WHAT TO DO
Among the entries below, one line contains "#[derive(Debug, Clone, PartialEq, Eq)]" and another contains "pub fn parse_records(records: impl". Transcribe those two lines and every line between them, exactly.

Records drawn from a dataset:
-- Opening Marker --

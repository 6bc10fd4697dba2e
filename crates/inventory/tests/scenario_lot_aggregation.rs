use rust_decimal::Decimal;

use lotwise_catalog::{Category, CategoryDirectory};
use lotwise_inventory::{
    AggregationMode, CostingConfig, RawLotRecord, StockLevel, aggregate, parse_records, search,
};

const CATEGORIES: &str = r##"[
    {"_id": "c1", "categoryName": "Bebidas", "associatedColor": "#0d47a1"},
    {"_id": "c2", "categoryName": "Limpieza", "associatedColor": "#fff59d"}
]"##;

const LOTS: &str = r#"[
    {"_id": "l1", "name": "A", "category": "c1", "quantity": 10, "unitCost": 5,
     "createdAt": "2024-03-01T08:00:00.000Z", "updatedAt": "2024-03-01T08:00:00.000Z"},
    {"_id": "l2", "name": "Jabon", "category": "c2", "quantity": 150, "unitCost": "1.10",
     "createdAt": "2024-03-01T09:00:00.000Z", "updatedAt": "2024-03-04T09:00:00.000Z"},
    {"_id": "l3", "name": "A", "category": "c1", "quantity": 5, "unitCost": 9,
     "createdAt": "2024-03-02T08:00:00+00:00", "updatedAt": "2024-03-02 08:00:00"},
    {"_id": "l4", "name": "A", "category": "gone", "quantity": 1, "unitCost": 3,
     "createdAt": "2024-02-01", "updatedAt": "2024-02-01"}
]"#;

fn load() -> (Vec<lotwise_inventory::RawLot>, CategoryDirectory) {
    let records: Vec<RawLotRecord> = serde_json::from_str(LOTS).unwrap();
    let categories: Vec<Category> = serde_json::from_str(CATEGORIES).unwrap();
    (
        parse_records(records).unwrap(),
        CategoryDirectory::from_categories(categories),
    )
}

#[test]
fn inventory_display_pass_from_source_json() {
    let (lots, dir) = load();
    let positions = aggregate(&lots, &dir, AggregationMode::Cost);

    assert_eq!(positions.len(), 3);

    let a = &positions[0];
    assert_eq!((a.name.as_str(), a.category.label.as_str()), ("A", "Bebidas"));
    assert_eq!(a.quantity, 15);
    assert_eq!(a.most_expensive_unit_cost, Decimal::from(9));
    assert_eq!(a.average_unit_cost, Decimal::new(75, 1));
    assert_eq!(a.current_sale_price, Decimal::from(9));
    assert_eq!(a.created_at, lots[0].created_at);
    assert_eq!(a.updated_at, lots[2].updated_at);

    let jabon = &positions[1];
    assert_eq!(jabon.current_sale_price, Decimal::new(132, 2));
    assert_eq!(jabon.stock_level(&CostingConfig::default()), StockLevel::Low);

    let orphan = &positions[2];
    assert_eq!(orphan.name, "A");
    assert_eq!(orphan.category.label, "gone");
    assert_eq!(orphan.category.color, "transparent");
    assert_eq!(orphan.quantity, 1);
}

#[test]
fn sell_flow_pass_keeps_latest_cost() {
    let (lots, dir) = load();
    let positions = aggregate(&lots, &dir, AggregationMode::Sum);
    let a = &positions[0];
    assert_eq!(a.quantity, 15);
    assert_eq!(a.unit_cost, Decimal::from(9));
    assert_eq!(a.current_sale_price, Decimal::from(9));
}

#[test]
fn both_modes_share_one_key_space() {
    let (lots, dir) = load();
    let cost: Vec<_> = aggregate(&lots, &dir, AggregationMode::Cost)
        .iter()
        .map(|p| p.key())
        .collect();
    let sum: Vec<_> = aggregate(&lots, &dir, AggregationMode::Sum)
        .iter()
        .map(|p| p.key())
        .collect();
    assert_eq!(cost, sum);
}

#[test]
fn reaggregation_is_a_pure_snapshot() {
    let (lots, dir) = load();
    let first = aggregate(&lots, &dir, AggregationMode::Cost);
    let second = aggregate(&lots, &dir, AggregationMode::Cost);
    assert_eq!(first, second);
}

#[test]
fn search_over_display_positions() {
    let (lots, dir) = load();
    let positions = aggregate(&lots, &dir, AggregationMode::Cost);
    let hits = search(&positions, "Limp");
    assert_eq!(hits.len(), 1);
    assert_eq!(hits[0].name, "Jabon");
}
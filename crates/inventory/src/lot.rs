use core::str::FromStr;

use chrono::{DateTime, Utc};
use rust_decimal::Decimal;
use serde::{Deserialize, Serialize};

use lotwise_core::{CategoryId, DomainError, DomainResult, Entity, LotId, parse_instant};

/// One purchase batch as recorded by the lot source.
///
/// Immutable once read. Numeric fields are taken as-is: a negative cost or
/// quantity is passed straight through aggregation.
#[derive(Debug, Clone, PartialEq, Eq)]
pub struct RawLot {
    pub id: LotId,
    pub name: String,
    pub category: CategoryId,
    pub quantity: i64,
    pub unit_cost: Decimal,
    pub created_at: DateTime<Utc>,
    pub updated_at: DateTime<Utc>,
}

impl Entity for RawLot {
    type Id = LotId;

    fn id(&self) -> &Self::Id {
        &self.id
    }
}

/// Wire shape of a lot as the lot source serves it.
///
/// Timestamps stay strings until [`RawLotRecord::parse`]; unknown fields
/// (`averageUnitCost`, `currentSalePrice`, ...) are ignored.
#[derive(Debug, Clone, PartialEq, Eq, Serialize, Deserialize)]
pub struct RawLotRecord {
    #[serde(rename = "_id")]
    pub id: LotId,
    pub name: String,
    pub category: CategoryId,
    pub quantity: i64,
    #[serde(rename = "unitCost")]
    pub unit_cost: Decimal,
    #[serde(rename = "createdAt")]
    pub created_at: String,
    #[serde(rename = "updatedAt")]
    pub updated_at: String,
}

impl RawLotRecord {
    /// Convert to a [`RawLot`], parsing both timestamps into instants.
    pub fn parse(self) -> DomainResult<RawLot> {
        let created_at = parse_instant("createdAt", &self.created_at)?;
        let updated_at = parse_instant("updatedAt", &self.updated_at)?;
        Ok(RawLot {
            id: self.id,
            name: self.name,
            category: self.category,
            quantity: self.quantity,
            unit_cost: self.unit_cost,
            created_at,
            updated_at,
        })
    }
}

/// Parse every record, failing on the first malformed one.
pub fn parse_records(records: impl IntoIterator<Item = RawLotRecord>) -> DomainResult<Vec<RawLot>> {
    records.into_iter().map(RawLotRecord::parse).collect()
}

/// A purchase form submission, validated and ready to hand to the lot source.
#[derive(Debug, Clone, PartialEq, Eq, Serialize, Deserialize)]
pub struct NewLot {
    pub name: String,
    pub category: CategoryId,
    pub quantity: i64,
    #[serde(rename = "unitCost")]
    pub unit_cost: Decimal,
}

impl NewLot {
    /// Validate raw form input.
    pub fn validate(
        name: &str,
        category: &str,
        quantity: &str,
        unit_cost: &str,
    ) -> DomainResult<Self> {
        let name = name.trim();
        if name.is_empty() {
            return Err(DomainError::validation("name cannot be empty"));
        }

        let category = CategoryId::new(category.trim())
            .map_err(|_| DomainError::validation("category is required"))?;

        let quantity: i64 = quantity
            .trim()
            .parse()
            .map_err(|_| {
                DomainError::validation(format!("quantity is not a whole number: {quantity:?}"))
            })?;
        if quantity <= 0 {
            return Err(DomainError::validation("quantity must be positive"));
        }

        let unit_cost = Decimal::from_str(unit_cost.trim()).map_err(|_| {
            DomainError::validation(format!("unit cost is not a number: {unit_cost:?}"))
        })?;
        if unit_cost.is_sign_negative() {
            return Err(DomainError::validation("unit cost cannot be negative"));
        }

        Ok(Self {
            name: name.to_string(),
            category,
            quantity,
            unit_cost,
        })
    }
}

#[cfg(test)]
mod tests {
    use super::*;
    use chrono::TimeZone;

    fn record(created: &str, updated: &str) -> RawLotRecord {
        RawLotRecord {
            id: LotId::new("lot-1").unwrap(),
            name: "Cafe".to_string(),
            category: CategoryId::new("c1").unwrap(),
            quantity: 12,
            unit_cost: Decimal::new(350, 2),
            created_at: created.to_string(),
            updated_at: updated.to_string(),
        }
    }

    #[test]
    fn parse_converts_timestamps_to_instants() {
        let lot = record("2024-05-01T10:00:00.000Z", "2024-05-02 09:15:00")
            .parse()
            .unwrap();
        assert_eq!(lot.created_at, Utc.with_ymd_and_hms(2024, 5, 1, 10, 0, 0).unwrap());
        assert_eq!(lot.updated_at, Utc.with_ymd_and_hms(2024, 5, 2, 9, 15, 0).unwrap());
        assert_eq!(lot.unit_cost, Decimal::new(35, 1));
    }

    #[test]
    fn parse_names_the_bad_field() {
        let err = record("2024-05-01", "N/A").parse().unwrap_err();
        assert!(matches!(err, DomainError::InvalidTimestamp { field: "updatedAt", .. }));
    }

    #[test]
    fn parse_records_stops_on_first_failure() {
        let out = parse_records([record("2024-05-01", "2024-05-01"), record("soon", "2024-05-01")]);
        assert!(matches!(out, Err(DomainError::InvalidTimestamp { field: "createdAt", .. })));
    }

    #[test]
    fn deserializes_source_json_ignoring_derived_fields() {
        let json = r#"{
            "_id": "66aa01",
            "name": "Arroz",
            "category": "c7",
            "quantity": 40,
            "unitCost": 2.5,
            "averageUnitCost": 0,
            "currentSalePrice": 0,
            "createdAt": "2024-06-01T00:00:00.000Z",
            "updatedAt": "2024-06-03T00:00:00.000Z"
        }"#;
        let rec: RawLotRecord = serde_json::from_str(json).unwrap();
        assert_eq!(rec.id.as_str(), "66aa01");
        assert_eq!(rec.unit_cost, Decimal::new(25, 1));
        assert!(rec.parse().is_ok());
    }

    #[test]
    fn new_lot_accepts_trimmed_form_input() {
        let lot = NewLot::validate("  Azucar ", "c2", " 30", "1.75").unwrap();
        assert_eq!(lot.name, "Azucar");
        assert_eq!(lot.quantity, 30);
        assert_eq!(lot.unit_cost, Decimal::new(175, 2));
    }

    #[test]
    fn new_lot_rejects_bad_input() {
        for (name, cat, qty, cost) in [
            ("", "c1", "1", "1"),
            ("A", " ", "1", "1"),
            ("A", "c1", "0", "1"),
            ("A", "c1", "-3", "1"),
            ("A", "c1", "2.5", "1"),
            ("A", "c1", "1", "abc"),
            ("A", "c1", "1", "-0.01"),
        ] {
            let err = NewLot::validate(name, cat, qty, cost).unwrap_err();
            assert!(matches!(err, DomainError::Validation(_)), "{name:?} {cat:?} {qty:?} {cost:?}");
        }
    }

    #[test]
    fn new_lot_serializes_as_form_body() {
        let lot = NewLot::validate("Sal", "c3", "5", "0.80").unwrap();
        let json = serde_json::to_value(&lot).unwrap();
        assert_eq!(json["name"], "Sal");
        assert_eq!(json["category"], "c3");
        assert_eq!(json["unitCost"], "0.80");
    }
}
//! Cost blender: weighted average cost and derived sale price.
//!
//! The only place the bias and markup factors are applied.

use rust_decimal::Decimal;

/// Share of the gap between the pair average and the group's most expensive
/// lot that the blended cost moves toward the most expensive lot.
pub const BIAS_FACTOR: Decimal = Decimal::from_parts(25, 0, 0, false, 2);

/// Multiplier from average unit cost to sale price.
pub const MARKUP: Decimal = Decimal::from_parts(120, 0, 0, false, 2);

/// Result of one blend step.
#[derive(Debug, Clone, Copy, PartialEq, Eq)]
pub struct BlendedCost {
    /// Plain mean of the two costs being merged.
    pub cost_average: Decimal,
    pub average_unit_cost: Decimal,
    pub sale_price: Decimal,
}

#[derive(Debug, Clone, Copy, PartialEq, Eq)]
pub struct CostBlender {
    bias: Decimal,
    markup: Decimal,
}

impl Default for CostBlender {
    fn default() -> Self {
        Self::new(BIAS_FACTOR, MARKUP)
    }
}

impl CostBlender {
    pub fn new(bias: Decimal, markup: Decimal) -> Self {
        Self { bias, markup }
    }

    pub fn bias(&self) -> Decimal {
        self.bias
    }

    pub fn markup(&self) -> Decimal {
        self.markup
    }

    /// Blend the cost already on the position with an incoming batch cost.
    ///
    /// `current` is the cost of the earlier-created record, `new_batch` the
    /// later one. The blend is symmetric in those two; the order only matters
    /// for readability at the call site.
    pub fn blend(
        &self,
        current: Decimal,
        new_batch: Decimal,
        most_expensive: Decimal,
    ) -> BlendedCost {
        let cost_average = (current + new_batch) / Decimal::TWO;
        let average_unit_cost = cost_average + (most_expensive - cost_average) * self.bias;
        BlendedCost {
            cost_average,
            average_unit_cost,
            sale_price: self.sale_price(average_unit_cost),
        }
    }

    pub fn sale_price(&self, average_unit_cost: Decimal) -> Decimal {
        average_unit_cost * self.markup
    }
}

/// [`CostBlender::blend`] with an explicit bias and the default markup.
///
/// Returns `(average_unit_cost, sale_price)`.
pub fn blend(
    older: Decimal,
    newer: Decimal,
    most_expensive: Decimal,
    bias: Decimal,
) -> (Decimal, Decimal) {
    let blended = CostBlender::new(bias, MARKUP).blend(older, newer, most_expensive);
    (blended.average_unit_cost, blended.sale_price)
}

-- Closing Marker --

OUTPUT OF THE TASK
#[derive(Debug, Clone, PartialEq, Eq)]
pub struct RawLot {
    pub id: LotId,
    pub name: String,
    pub category: CategoryId,
    pub quantity: i64,
    pub unit_cost: Decimal,
    pub created_at: DateTime<Utc>,
    pub updated_at: DateTime<Utc>,
}

impl Entity for RawLot {
    type Id = LotId;

    fn id(&self) -> &Self::Id {
        &self.id
    }
}

/// Wire shape of a lot as the lot source serves it.
///
/// Timestamps stay strings until [`RawLotRecord::parse`]; unknown fields
/// (`averageUnitCost`, `currentSalePrice`, ...) are ignored.
#[derive(Debug, Clone, PartialEq, Eq, Serialize, Deserialize)]
pub struct RawLotRecord {
    #[serde(rename = "_id")]
    pub id: LotId,
    pub name: String,
    pub category: CategoryId,
    pub quantity: i64,
    #[serde(rename = "unitCost")]
    pub unit_cost: Decimal,
    #[serde(rename = "createdAt")]
    pub created_at: String,
    #[serde(rename = "updatedAt")]
    pub updated_at: String,
}

impl RawLotRecord {
    /// Convert to a [`RawLot`], parsing both timestamps into instants.
    pub fn parse(self) -> DomainResult<RawLot> {
        let created_at = parse_instant("createdAt", &self.created_at)?;
        let updated_at = parse_instant("updatedAt", &self.updated_at)?;
        Ok(RawLot {
            id: self.id,
            name: self.name,
            category: self.category,
            quantity: self.quantity,
            unit_cost: self.unit_cost,
            created_at,
            updated_at,
        })
    }
}

/// Parse every record, failing on the first malformed one.
pub fn parse_records(records: impl IntoIterator<Item = RawLotRecord>) -> DomainResult<Vec<RawLot>> {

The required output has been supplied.